Polish Air Force pilot who defected to the west with an MiG 15

Franciszek Jarecki (September 7, 1931 – October 24, 2010) was a pilot in the Polish Air Force who became famous in early 1953 when he escaped Soviet-controlled Poland in a Mikoyan-Gurevich MiG-15 jet, one of the best Soviet planes at that time.

==Early life==
Jarecki was born in 1931 in Gdów, a town near Kraków. His family soon moved to Stanisławów, where his father died in 1939, and in 1945 was deported by the Soviets to Bytom, Upper Silesia. He was a graduate of a prestigious Polish Air Force Academy in Dęblin. Some time in the early 1950s, he was moved to Słupsk in northern Poland, near the Baltic Sea.
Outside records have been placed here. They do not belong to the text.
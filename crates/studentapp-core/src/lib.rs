//! Studentapp Core - Domain models, ranking, validation and the storage trait.
//!
//! This crate has no dependencies on other studentapp crates. The database
//! and HTTP layers build on the types and traits defined here.

pub mod directory;
pub mod error;
pub mod ledger;
pub mod rank;
pub mod storage;
pub mod student;
pub mod validation;

// Re-exports for convenience
pub use directory::StudentDirectory;
pub use error::{FieldError, StoreError, ValidationErrors};
pub use ledger::MarksLedger;
pub use rank::{rank_students, RankRecord};
pub use storage::Store;
pub use student::{MarksEntry, NewMarks, Student, StudentId};
pub use validation::Validator;

#[cfg(any(test, feature = "test-utils"))]
pub use storage::memory::InMemoryStore;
There he flew MiG-15s, as several were operated by the Polish Air Force.

==Defection==

Frank Jarecki's flightsuit on display at the Smithsonian Air and Space Museum

On the morning of March 5, 1953 (coincidentally, the day of Joseph Stalin's death), Jarecki escaped Poland in a MiG-15. The decision was a very risky one, as the People's Army of Poland had previously shot those who tried to escape. For example, Edward Pytko, an instructor at Dęblin, tried to escape in a Yakovlev Yak-9 to West Germany in 1952, but was stopped by Soviet aircraft over Czechoslovakia and handed back to the Poles; Pytko was charged with high treason and executed.
Jarecki flew from Słupsk to the field airport at Rønne on the Danish island of Bornholm. The whole trip took him only a few minutes. There, specialists from the United States, called by Danish authorities, thoroughly checked the plane. According to international regulations, they returned it by ship to Poland a few weeks later.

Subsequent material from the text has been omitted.